▶ **EXERCISE**:
Report each line of the data below in which "ApiError" appears.

Saved data entries:
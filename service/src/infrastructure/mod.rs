use std::sync::Arc;

use crate::{
    domain::{AppState, workflow::WorkflowStateMachine},
    infrastructure::{
        notification::TracingNotificationSink, persistence::PostgresWorkflowStore,
        roles::PostgresRoleResolver,
    },
};

pub mod http;
pub mod notification;
pub mod persistence;
pub mod roles;
pub mod settings;

type PostgresWorkflow =
    WorkflowStateMachine<PostgresWorkflowStore, PostgresRoleResolver, TracingNotificationSink>;

#[derive(Clone)]
pub struct AppStateImpl {
    workflow: Arc<PostgresWorkflow>,
}

impl AppStateImpl {
    pub fn new(workflow: PostgresWorkflow) -> Self {
        Self {
            workflow: Arc::new(workflow),
        }
    }
}

impl AppState for AppStateImpl {
    type S = PostgresWorkflowStore;
    type R = PostgresRoleResolver;
    type N = TracingNotificationSink;

    fn workflow(&self) -> &WorkflowStateMachine<Self::S, Self::R, Self::N> {
        &self.workflow
    }
}
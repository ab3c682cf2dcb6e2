use std::sync::{Arc, OnceLock};
use std::time::Duration;

use anyhow::{Context, anyhow};
use serde::Deserialize;
use sqlx::{
    PgPool,
    postgres::{PgConnectOptions, PgPoolOptions, PgSslMode},
};

#[derive(Clone, Debug)]
pub struct Database {
    database_pool: PgPool,
    database_schema: String,
}

#[derive(Debug, Clone, Deserialize)]
pub struct DatabaseSettings {
    pub host: String,
    #[serde(default = "default_port")]
    pub port: u16,
    pub db: String,
    pub schema: String,
    pub credentials: DatabaseCredentials,
    pub connection: DatabaseConnection,
}

#[derive(Debug, Clone, Deserialize)]
pub struct DatabaseConnection {
    pub min_connections: u32,
    pub max_connections: u32,
    pub acquire_timeout_seconds: u64,
}

#[derive(Debug, Clone, Deserialize)]
pub struct DatabaseCredentials {
    pub username: String,
    pub password: String,
}

fn default_port() -> u16 {
    5432
}

static DATABASE: OnceLock<Arc<Database>> = OnceLock::new();

/// Opens the process-wide connection pool. Can be called only once.
pub async fn connect(settings: &DatabaseSettings) -> Result<&'static Database, anyhow::Error> {
    let database = Database::new(settings).await?;
    DATABASE
        .set(Arc::new(database))
        .map_err(|_| anyhow!("database is already connected"))?;

    DATABASE
        .get()
        .map(Arc::as_ref)
        .ok_or_else(|| anyhow!("database is not connected"))
}

impl Database {
    async fn new(settings: &DatabaseSettings) -> Result<Self, anyhow::Error> {
        let credentials = &settings.credentials;
        // unqualified table names in the service resolve against the configured schema
        let pg_connect_options = PgConnectOptions::new()
            .host(&settings.host)
            .port(settings.port)
            .username(&credentials.username)
            .password(&credentials.password)
            .database(&settings.db)
            .options([("search_path", settings.schema.as_str())])
            .ssl_mode(PgSslMode::Prefer);

        let connection = &settings.connection;
        let pool = PgPoolOptions::new()
            .min_connections(connection.min_connections)
            .max_connections(connection.max_connections)
            .acquire_timeout(Duration::from_secs(connection.acquire_timeout_seconds))
            .connect_with(pg_connect_options)
            .await
            .with_context(|| {
                format!(
                    "failed to open database at {}/{}",
                    settings.host, settings.db
                )
            })?;

        Ok(Self {
            database_pool: pool,
            database_schema: settings.schema.to_owned(),
        })
    }

    pub async fn execute_in_transaction(
        &self,
        queries: Vec<String>,
        ctx: &'static str,
    ) -> Result<(), anyhow::Error> {
        let mut transaction = self
            .database_pool
            .begin()
            .await
            .context(format!("failed to start {} transaction", ctx))?;

        tracing::info!("{}", ctx);

        for ddl in queries {
            tracing::debug!("{}", ddl);

            sqlx::query(&ddl)
                .execute(&mut *transaction)
                .await
                .context(format!("failed to execute {} query", ctx))?;
        }

        transaction
            .commit()
            .await
            .context(format!("failed to commit {} transaction", ctx))?;

        Ok(())
    }

    pub fn database_pool(&self) -> &PgPool {
        &self.database_pool
    }

    pub fn database_schema(&self) -> &str {
        &self.database_schema
    }
}
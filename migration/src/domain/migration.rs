use std::collections::HashSet;

use crate::domain::persistence::Persistence;
use crate::domain::tables::{Column, Index, Table, workflow_tables};

pub trait MigrationStep {
    fn ctx(&self) -> &'static str;
    fn ddls(self) -> Vec<String>;
}

pub struct CreateTableStep {
    ddls: Vec<String>,
}

impl CreateTableStep {
    fn new(database_schema: &str, table: &Table) -> Self {
        let ddls = create_table_ddl(database_schema, table);
        Self { ddls }
    }
}

impl MigrationStep for CreateTableStep {
    fn ctx(&self) -> &'static str {
        "CREATE TABLE"
    }

    fn ddls(self) -> Vec<String> {
        self.ddls
    }
}

/// Brings database schema in line with the tables the workflow needs.
/// Existing tables are left untouched.
pub struct Migration<P: Persistence> {
    persistence: P,
}

impl<P: Persistence> Migration<P> {
    pub fn new(persistence: P) -> Self {
        Self { persistence }
    }

    pub async fn migrate(&self) -> Result<usize, anyhow::Error> {
        let existing = self.persistence.load().await?;
        let steps = migration_steps(
            self.persistence.database_schema(),
            &workflow_tables(),
            &existing,
        );

        let count = steps.len();
        self.persistence.apply_migration_steps(steps).await?;
        Ok(count)
    }
}

pub fn migration_steps(
    database_schema: &str,
    needed: &[Table],
    existing: &HashSet<String>,
) -> Vec<CreateTableStep> {
    needed
        .iter()
        .filter(|table| !existing.contains(&table.name))
        .map(|table| CreateTableStep::new(database_schema, table))
        .collect()
}

fn create_table_ddl(schema: &str, table: &Table) -> Vec<String> {
    let mut columns = Vec::new();
    let mut pk_columns = Vec::new();

    for column in table.columns.iter() {
        columns.push(column_ddl(column));
        if column.primary_key {
            pk_columns.push(format!("\"{}\"", column.name));
        }
    }

    let columns_sql = columns.join(",\n    ");
    let pk_columns_sql = pk_columns.join(",");

    let table_ddl = format!(
        "CREATE TABLE \"{}\".\"{}\" (\n    {},\n    PRIMARY KEY({})\n)",
        schema, table.name, columns_sql, pk_columns_sql
    );

    let mut ddls = vec![table_ddl];

    for index in table.indexes.iter() {
        ddls.push(create_index_ddl(schema, index));
    }

    ddls
}

fn column_ddl(column: &Column) -> String {
    let mut sql = format!("\"{}\" {}", column.name, column.column_type);
    if column.not_null {
        sql.push_str(" NOT NULL");
    }
    if let Some(default_value) = &column.default_value {
        sql.push_str(format!(" DEFAULT {}", default_value).as_str());
    }
    if let Some(check) = &column.check {
        sql.push_str(format!(" CHECK ({})", check).as_str());
    }
    sql
}

fn create_index_ddl(schema: &str, index: &Index) -> String {
    let columns_sql = index
        .columns
        .iter()
        .map(|c| format!("\"{}\"", c))
        .collect::<Vec<_>>()
        .join(", ");

    let mut sql = format!(
        "CREATE {}INDEX \"{}\" ON \"{}\".\"{}\" ({})",
        if index.unique { "UNIQUE " } else { "" },
        index.name,
        schema,
        index.table_name,
        columns_sql
    );
    if let Some(predicate) = &index.predicate {
        sql.push_str(format!(" WHERE {}", predicate).as_str());
    }
    sql
}

#[cfg(test)]
mod tests {
    use super::*;

    fn ddls_for(name: &str) -> Vec<String> {
        let tables = workflow_tables();
        let table = tables.iter().find(|t| t.name == name).unwrap();
        create_table_ddl("workflow", table)
    }

    #[test]
    fn test_only_missing_tables_are_created() {
        let existing = HashSet::from(["entries".to_string()]);
        let steps = migration_steps("workflow", &workflow_tables(), &existing);
        assert_eq!(steps.len(), 2);

        let ddls = steps.into_iter().flat_map(|s| s.ddls()).collect::<Vec<_>>();
        assert!(ddls.iter().all(|ddl| !ddl.contains("\"workflow\".\"entries\" (")));
    }

    #[test]
    fn test_nothing_to_do() {
        let existing = workflow_tables().into_iter().map(|t| t.name).collect::<HashSet<_>>();
        assert!(migration_steps("workflow", &workflow_tables(), &existing).is_empty());
    }

    #[test]
    fn test_entries_composite_key() {
        let ddls = ddls_for("entries");
        assert!(ddls[0].starts_with("CREATE TABLE \"workflow\".\"entries\""));
        assert!(ddls[0].contains("PRIMARY KEY(\"owner_id\",\"site_id\",\"draft_id\")"));
        assert!(ddls[0].contains("\"fields\" JSONB NOT NULL DEFAULT '{}'::jsonb"));
    }

    #[test]
    fn test_single_active_submission_index() {
        let ddls = ddls_for("submissions");
        assert!(ddls[0].contains("\"status\" TEXT NOT NULL CHECK (status IN ('submitted', 'approved', 'rejected'))"));
        assert!(ddls.contains(
            &"CREATE UNIQUE INDEX \"submissions_owner_id_owner_site_id_draft_id_active_idx\" ON \"workflow\".\"submissions\" (\"owner_id\", \"owner_site_id\", \"draft_id\") WHERE status = 'submitted'"
                .to_string()
        ));
    }
}
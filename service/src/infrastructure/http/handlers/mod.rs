use axum::http::StatusCode;

pub mod submissions;

// health check handler
pub async fn health_check() -> StatusCode {
    StatusCode::OK
}
use axum::extract::FromRequestParts;
use axum::http::request::Parts;

use crate::domain::identifiers::ActorId;
use crate::infrastructure::http::api::ApiError;

/// Header carrying the id of the authenticated user, set by the gateway in front of the service
pub const ACTOR_HEADER: &str = "x-workflow-actor";

/// Actor performing the request
#[derive(Debug, Clone)]
pub struct Actor(pub ActorId);

impl<S: Send + Sync> FromRequestParts<S> for Actor {
    type Rejection = ApiError;

    async fn from_request_parts(parts: &mut Parts, _state: &S) -> Result<Self, Self::Rejection> {
        let value = parts
            .headers
            .get(ACTOR_HEADER)
            .ok_or_else(|| ApiError::Unauthorized(format!("{} header is missing", ACTOR_HEADER)))?
            .to_str()
            .map_err(|_| ApiError::Unauthorized(format!("{} header is not valid text", ACTOR_HEADER)))?;

        ActorId::try_new(value)
            .map(Actor)
            .map_err(|e| ApiError::Unauthorized(format!("invalid {} header: {}", ACTOR_HEADER, e)))
    }
}

#[cfg(test)]
mod tests {
    use axum::http::Request;

    use super::*;

    async fn extract(request: Request<()>) -> Result<Actor, ApiError> {
        let (mut parts, _) = request.into_parts();
        Actor::from_request_parts(&mut parts, &()).await
    }

    #[tokio::test]
    async fn test_actor_from_header() {
        let request = Request::builder()
            .header(ACTOR_HEADER, "alice")
            .body(())
            .unwrap();
        let Actor(actor) = extract(request).await.unwrap();
        assert_eq!(actor.as_ref(), "alice");
    }

    #[tokio::test]
    async fn test_missing_or_blank_header() {
        let missing = Request::builder().body(()).unwrap();
        assert!(matches!(extract(missing).await, Err(ApiError::Unauthorized(_))));

        let blank = Request::builder().header(ACTOR_HEADER, " ").body(()).unwrap();
        assert!(matches!(extract(blank).await, Err(ApiError::Unauthorized(_))));
    }
}
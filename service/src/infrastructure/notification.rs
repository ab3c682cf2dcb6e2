use crate::domain::notification::{NotificationSink, WorkflowEvent};

/// Publishes workflow events as structured log records
#[derive(Clone, Debug, Default)]
pub struct TracingNotificationSink;

impl NotificationSink for TracingNotificationSink {
    async fn emit(&self, event: &WorkflowEvent) -> Result<(), anyhow::Error> {
        let submission = &event.submission;
        tracing::info!(
            target: "workflow::events",
            kind = ?event.kind,
            submission = %submission.id,
            owner = %submission.owner,
            status = %submission.status,
            actor = %event.actor,
            reason = submission.reason.as_deref(),
            "workflow event"
        );
        Ok(())
    }
}
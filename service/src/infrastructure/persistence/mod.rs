use std::sync::Arc;

use sqlx::postgres::PgRow;
use sqlx::types::Json;
use sqlx::{Postgres, Transaction};
use workflow_common::{Database, ENTRIES_TABLE_NAME, SUBMISSIONS_TABLE_NAME};

use crate::domain::entity::{Entity, EntityRef, PublishRules, ValidationErrors};
use crate::domain::identifiers::SubmissionId;
use crate::domain::repository::{
    EntityStore, RepositoryError, SubmissionRepository, WorkflowStore, WorkflowTransaction,
};
use crate::domain::submission::Submission;
use crate::infrastructure::persistence::rows::{ENTRY_COLUMNS, SUBMISSION_COLUMNS, draft_column};

pub mod rows;

/// Workflow store on top of the shared Postgres pool
#[derive(Clone, Debug)]
pub struct PostgresWorkflowStore {
    database: &'static Database,
    rules: Arc<PublishRules>,
}

impl PostgresWorkflowStore {
    pub fn new(database: &'static Database, rules: PublishRules) -> Self {
        Self {
            database,
            rules: Arc::new(rules),
        }
    }
}

pub struct PostgresTransaction {
    tx: Transaction<'static, Postgres>,
    rules: Arc<PublishRules>,
}

impl WorkflowStore for PostgresWorkflowStore {
    type Tx = PostgresTransaction;

    async fn begin(&self) -> Result<Self::Tx, RepositoryError> {
        let tx = self
            .database
            .database_pool()
            .begin()
            .await
            .map_err(database_error)?;

        Ok(PostgresTransaction {
            tx,
            rules: self.rules.clone(),
        })
    }
}

impl WorkflowTransaction for PostgresTransaction {
    async fn commit(self) -> Result<(), RepositoryError> {
        self.tx.commit().await.map_err(database_error)
    }
}

impl SubmissionRepository for PostgresTransaction {
    async fn find_by_id(&mut self, id: SubmissionId) -> Result<Option<Submission>, RepositoryError> {
        let sql = format!(
            "SELECT {} FROM {} WHERE id = $1 FOR UPDATE",
            SUBMISSION_COLUMNS, SUBMISSIONS_TABLE_NAME
        );

        let row = sqlx::query(&sql)
            .bind(id.0)
            .fetch_optional(&mut *self.tx)
            .await
            .map_err(database_error)?;

        row.as_ref().map(Submission::try_from).transpose()
    }

    async fn find_by_owner(&mut self, owner: &EntityRef) -> Result<Vec<Submission>, RepositoryError> {
        let sql = format!(
            "SELECT {} FROM {} WHERE owner_id = $1 AND owner_site_id = $2 AND draft_id = $3 ORDER BY created_at DESC",
            SUBMISSION_COLUMNS, SUBMISSIONS_TABLE_NAME
        );

        let rows = sqlx::query(&sql)
            .bind(owner.owner_id.as_ref())
            .bind(owner.site_id.as_ref())
            .bind(draft_column(&owner.draft_id))
            .fetch_all(&mut *self.tx)
            .await
            .map_err(database_error)?;

        rows.iter().map(Submission::try_from).collect()
    }

    async fn insert(&mut self, submission: &Submission) -> Result<(), RepositoryError> {
        let sql = format!(
            "INSERT INTO {} ({}) VALUES ($1, $2, $3, $4, $5, $6, $7, $8, $9, $10)",
            SUBMISSIONS_TABLE_NAME, SUBMISSION_COLUMNS
        );
        let owner = &submission.owner;

        sqlx::query(&sql)
            .bind(submission.id.0)
            .bind(owner.owner_id.as_ref())
            .bind(owner.site_id.as_ref())
            .bind(draft_column(&owner.draft_id))
            .bind(submission.status.as_str())
            .bind(submission.submitted_by.as_ref().map(|a| a.as_ref()))
            .bind(submission.reviewed_by.as_ref().map(|a| a.as_ref()))
            .bind(submission.reason.as_deref())
            .bind(submission.created_at)
            .bind(submission.updated_at)
            .execute(&mut *self.tx)
            .await
            .map_err(unique_violation_or_database_error)?;

        Ok(())
    }

    async fn update(&mut self, submission: &Submission) -> Result<(), RepositoryError> {
        let sql = format!(
            "UPDATE {} SET status = $2, reviewed_by = $3, reason = $4, updated_at = $5 WHERE id = $1",
            SUBMISSIONS_TABLE_NAME
        );

        let result = sqlx::query(&sql)
            .bind(submission.id.0)
            .bind(submission.status.as_str())
            .bind(submission.reviewed_by.as_ref().map(|a| a.as_ref()))
            .bind(submission.reason.as_deref())
            .bind(submission.updated_at)
            .execute(&mut *self.tx)
            .await
            .map_err(database_error)?;

        if result.rows_affected() == 0 {
            return Err(RepositoryError::NotFound(format!("submission {}", submission.id)));
        }
        Ok(())
    }
}

impl EntityStore for PostgresTransaction {
    async fn load(&mut self, reference: &EntityRef) -> Result<Option<Entity>, RepositoryError> {
        let row = self.fetch_entry(reference).await?;
        row.as_ref().map(Entity::try_from).transpose()
    }

    async fn save(&mut self, entity: &Entity) -> Result<(), RepositoryError> {
        // new entries start disabled, only an approval makes them live
        let sql = format!(
            "INSERT INTO {} ({}, created_at, updated_at) VALUES ($1, $2, $3, $4, $5, $6, FALSE, now(), now())
             ON CONFLICT (owner_id, site_id, draft_id) DO UPDATE
             SET title = EXCLUDED.title, fields = EXCLUDED.fields, updated_at = EXCLUDED.updated_at",
            ENTRIES_TABLE_NAME, ENTRY_COLUMNS
        );
        let reference = &entity.reference;

        sqlx::query(&sql)
            .bind(reference.owner_id.as_ref())
            .bind(reference.site_id.as_ref())
            .bind(draft_column(&reference.draft_id))
            .bind(entity.section.as_ref())
            .bind(&entity.title)
            .bind(Json(&entity.fields))
            .execute(&mut *self.tx)
            .await
            .map_err(database_error)?;

        Ok(())
    }

    async fn set_published(&mut self, reference: &EntityRef, published: bool) -> Result<(), RepositoryError> {
        let sql = if reference.is_draft() {
            // apply draft content onto the canonical entry, creating it when the entry never went live
            format!(
                "INSERT INTO {table} ({columns}, created_at, updated_at)
                 SELECT owner_id, site_id, '', section, title, fields, $4, now(), now()
                 FROM {table} WHERE owner_id = $1 AND site_id = $2 AND draft_id = $3
                 ON CONFLICT (owner_id, site_id, draft_id) DO UPDATE
                 SET section = EXCLUDED.section, title = EXCLUDED.title, fields = EXCLUDED.fields,
                     enabled = EXCLUDED.enabled, updated_at = EXCLUDED.updated_at",
                table = ENTRIES_TABLE_NAME,
                columns = ENTRY_COLUMNS
            )
        } else {
            format!(
                "UPDATE {} SET enabled = $4, updated_at = now() WHERE owner_id = $1 AND site_id = $2 AND draft_id = $3",
                ENTRIES_TABLE_NAME
            )
        };

        let result = sqlx::query(&sql)
            .bind(reference.owner_id.as_ref())
            .bind(reference.site_id.as_ref())
            .bind(draft_column(&reference.draft_id))
            .bind(published)
            .execute(&mut *self.tx)
            .await
            .map_err(database_error)?;

        if result.rows_affected() == 0 {
            return Err(RepositoryError::NotFound(format!("entry {}", reference)));
        }
        Ok(())
    }

    async fn validate_for_publish(&mut self, reference: &EntityRef) -> Result<ValidationErrors, RepositoryError> {
        let entity = self
            .load(reference)
            .await?
            .ok_or_else(|| RepositoryError::NotFound(format!("entry {}", reference)))?;

        Ok(self.rules.validate(&entity))
    }
}

impl PostgresTransaction {
    async fn fetch_entry(&mut self, reference: &EntityRef) -> Result<Option<PgRow>, RepositoryError> {
        let sql = format!(
            "SELECT {} FROM {} WHERE owner_id = $1 AND site_id = $2 AND draft_id = $3",
            ENTRY_COLUMNS, ENTRIES_TABLE_NAME
        );

        sqlx::query(&sql)
            .bind(reference.owner_id.as_ref())
            .bind(reference.site_id.as_ref())
            .bind(draft_column(&reference.draft_id))
            .fetch_optional(&mut *self.tx)
            .await
            .map_err(database_error)
    }
}

fn database_error(e: sqlx::Error) -> RepositoryError {
    tracing::error!("database error: {}", e);
    RepositoryError::DatabaseError(e.to_string())
}

fn unique_violation_or_database_error(e: sqlx::Error) -> RepositoryError {
    match e.as_database_error() {
        Some(db_error) if db_error.is_unique_violation() => {
            RepositoryError::UniqueViolation(db_error.message().to_string())
        }
        _ => database_error(e),
    }
}
use std::fmt::{Display, Formatter};
use std::str::FromStr;

use anyhow::anyhow;
use serde::{Deserialize, Serialize};

/// Workflow status of a submission.
/// `Draft` is the implicit status of content nobody submitted yet, it is never stored.
#[derive(Debug, Clone, Copy, PartialEq, Eq, Hash, Serialize, Deserialize)]
#[serde(rename_all = "lowercase")]
pub enum SubmissionStatus {
    Draft,
    Submitted,
    Approved,
    Rejected,
}

/// Closed set of moves between statuses
#[derive(Debug, Clone, Copy, PartialEq, Eq, Hash, Serialize, Deserialize)]
#[serde(rename_all = "lowercase")]
pub enum Transition {
    Submit,
    Approve,
    Reject,
}

impl SubmissionStatus {
    pub const ALL: [SubmissionStatus; 4] = [
        SubmissionStatus::Draft,
        SubmissionStatus::Submitted,
        SubmissionStatus::Approved,
        SubmissionStatus::Rejected,
    ];

    /// Waiting for a reviewer
    pub fn is_active(self) -> bool {
        self == SubmissionStatus::Submitted
    }

    pub fn is_terminal(self) -> bool {
        matches!(self, SubmissionStatus::Approved | SubmissionStatus::Rejected)
    }

    /// Returns the status reached by applying `transition`, or `None` if the move is illegal.
    pub fn apply(self, transition: Transition) -> Option<SubmissionStatus> {
        use SubmissionStatus::*;

        match (self, transition) {
            (Draft, Transition::Submit) => Some(Submitted),
            (Submitted, Transition::Approve) => Some(Approved),
            (Submitted, Transition::Reject) => Some(Rejected),
            _ => None,
        }
    }

    pub fn as_str(self) -> &'static str {
        match self {
            SubmissionStatus::Draft => "draft",
            SubmissionStatus::Submitted => "submitted",
            SubmissionStatus::Approved => "approved",
            SubmissionStatus::Rejected => "rejected",
        }
    }
}

impl Display for SubmissionStatus {
    fn fmt(&self, f: &mut Formatter<'_>) -> std::fmt::Result {
        f.write_str(self.as_str())
    }
}

impl FromStr for SubmissionStatus {
    type Err = anyhow::Error;

    fn from_str(s: &str) -> Result<Self, Self::Err> {
        SubmissionStatus::ALL
            .into_iter()
            .find(|status| status.as_str() == s)
            .ok_or_else(|| anyhow!("unknown submission status '{}'", s))
    }
}

impl Transition {
    pub fn as_str(self) -> &'static str {
        match self {
            Transition::Submit => "submit",
            Transition::Approve => "approve",
            Transition::Reject => "reject",
        }
    }
}

impl Display for Transition {
    fn fmt(&self, f: &mut Formatter<'_>) -> std::fmt::Result {
        f.write_str(self.as_str())
    }
}

/// Actions a client can ask for through the `workflow-action` field
#[derive(Debug, Clone, Copy, PartialEq, Eq, Serialize, Deserialize)]
#[serde(rename_all = "kebab-case")]
pub enum WorkflowAction {
    SaveSubmission,
    ApproveSubmission,
    RejectSubmission,
}

#[cfg(test)]
mod tests {
    use super::*;

    #[test]
    fn test_legal_transitions() {
        use SubmissionStatus::*;

        assert_eq!(Draft.apply(Transition::Submit), Some(Submitted));
        assert_eq!(Submitted.apply(Transition::Approve), Some(Approved));
        assert_eq!(Submitted.apply(Transition::Reject), Some(Rejected));
    }

    #[test]
    fn test_review_only_from_submitted() {
        for status in SubmissionStatus::ALL {
            if status == SubmissionStatus::Submitted {
                continue;
            }
            assert_eq!(status.apply(Transition::Approve), None, "approve from {}", status);
            assert_eq!(status.apply(Transition::Reject), None, "reject from {}", status);
        }
    }

    #[test]
    fn test_terminal_statuses_are_final() {
        for status in SubmissionStatus::ALL.into_iter().filter(|s| s.is_terminal()) {
            assert!(!status.is_active());
            assert_eq!(status.apply(Transition::Submit), None);
        }
    }

    #[test]
    fn test_status_text_roundtrip() {
        assert_eq!("rejected".parse::<SubmissionStatus>().unwrap(), SubmissionStatus::Rejected);
        assert!("published".parse::<SubmissionStatus>().is_err());
    }

    #[test]
    fn test_workflow_action_values() {
        let action: WorkflowAction = serde_json::from_str("\"approve-submission\"").unwrap();
        assert_eq!(action, WorkflowAction::ApproveSubmission);
        assert!(serde_json::from_str::<WorkflowAction>("\"publish\"").is_err());
    }
}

▶ **TASK OUTPUT**:
use crate::infrastructure::http::api::ApiError;
    type Rejection = ApiError;
            .ok_or_else(|| ApiError::Unauthorized(format!("{} header is missing", ACTOR_HEADER)))?
            .map_err(|_| ApiError::Unauthorized(format!("{} header is not valid text", ACTOR_HEADER)))?;
            .map_err(|e| ApiError::Unauthorized(format!("invalid {} header: {}", ACTOR_HEADER, e)))
    async fn extract(request: Request<()>) -> Result<Actor, ApiError> {
        assert!(matches!(extract(missing).await, Err(ApiError::Unauthorized(_))));
        assert!(matches!(extract(blank).await, Err(ApiError::Unauthorized(_))));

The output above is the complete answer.